(Stored items)
◆ ◆ ◆

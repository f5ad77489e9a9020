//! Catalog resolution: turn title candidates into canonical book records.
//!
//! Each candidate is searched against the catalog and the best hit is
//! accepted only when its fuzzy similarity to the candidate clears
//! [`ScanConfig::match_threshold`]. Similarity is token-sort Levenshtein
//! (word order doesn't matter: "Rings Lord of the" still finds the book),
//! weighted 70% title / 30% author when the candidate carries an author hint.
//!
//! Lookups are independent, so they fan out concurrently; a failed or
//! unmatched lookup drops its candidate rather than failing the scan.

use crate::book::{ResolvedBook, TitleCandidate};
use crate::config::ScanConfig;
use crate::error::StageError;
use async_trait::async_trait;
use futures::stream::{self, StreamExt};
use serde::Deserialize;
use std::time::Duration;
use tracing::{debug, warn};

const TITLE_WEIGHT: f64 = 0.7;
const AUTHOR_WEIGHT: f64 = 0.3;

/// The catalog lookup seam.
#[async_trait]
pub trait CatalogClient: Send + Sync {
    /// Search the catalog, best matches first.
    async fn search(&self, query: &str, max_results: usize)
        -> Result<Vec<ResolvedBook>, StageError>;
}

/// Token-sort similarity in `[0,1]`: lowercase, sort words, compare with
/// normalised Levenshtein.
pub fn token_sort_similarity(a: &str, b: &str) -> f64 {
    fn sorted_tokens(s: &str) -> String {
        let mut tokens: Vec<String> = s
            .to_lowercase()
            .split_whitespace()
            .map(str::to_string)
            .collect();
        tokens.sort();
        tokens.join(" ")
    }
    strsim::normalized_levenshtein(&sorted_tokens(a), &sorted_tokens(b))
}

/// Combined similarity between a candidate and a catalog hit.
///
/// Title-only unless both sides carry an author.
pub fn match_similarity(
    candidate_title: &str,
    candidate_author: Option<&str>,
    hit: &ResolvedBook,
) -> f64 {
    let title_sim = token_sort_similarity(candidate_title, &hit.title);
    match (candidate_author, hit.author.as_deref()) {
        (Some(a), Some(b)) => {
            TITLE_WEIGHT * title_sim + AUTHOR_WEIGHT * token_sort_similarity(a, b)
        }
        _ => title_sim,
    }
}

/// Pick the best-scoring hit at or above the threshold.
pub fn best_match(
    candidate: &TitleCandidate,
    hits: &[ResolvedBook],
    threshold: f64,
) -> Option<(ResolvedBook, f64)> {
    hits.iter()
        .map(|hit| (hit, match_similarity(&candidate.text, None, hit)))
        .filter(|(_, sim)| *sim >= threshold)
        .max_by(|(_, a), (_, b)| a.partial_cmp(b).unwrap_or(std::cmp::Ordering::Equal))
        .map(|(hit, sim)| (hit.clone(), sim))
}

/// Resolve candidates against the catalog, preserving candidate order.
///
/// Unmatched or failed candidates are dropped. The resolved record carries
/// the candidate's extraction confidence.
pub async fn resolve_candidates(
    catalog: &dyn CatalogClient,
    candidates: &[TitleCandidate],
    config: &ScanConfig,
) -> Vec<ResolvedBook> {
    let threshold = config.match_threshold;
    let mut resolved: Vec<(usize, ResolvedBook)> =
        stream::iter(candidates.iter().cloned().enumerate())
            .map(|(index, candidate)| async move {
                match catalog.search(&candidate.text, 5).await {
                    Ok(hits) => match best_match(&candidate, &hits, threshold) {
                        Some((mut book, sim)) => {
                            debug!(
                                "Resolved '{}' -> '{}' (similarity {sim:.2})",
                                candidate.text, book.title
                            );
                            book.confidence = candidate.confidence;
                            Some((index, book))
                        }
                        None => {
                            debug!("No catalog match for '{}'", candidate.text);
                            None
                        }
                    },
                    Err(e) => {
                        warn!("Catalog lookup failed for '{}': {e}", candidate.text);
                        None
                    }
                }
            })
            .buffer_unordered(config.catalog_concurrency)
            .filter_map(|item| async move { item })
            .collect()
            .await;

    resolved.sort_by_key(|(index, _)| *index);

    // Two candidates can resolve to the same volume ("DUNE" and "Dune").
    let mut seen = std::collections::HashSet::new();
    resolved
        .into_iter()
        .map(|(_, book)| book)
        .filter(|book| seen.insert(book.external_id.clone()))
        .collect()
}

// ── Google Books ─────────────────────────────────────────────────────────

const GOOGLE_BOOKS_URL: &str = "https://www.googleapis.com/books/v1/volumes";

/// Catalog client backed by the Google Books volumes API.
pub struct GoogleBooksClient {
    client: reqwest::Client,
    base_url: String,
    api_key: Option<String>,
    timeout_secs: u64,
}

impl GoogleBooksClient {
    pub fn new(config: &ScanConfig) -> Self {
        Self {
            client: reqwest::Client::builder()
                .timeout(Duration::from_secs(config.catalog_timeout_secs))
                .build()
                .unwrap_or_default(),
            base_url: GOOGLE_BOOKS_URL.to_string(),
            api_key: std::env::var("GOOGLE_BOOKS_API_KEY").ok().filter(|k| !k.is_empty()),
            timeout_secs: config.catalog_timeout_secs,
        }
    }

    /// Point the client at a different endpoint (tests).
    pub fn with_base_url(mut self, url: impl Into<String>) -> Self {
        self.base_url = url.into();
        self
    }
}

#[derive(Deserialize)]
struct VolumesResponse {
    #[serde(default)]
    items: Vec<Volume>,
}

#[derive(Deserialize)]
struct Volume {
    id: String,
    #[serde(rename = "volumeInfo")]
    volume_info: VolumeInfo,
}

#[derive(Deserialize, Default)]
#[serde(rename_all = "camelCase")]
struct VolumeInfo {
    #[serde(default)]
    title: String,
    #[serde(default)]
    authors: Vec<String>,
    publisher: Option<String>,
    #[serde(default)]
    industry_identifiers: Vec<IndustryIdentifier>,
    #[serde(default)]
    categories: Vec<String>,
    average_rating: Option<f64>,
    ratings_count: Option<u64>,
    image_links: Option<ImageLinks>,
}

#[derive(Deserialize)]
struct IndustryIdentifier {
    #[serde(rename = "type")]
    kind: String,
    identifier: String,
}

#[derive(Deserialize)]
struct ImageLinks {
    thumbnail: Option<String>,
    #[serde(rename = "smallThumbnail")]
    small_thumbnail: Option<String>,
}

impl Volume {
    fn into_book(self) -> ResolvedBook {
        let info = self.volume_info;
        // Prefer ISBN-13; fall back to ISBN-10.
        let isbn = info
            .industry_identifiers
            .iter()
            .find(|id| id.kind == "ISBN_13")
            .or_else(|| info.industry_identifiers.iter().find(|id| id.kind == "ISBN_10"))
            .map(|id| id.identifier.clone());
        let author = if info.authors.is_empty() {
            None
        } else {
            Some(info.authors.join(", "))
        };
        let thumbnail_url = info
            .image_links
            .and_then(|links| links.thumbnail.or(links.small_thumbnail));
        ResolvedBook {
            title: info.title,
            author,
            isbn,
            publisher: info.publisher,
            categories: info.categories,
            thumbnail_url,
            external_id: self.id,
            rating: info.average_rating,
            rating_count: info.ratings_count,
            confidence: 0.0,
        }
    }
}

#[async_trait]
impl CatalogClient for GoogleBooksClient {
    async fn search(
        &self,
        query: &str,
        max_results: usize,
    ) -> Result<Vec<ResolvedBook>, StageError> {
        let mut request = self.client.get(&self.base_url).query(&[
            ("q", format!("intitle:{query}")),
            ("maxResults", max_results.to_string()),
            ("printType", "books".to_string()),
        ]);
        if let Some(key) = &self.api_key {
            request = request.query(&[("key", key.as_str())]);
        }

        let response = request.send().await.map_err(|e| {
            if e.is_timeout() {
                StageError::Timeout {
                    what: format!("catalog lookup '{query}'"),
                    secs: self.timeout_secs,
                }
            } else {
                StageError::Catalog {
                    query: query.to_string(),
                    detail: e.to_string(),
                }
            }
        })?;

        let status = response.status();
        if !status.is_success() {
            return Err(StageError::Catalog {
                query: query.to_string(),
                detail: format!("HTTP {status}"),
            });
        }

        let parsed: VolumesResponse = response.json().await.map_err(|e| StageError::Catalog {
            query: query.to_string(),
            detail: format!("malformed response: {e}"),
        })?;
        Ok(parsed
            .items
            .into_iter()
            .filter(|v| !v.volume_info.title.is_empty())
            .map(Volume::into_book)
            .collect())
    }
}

◆ ◆ ◆

- **ASSIGNED TASK**
Scan the records above and tell how many lines include the word "ScanConfig"; the number is all that should be written.

- **RESULT**
4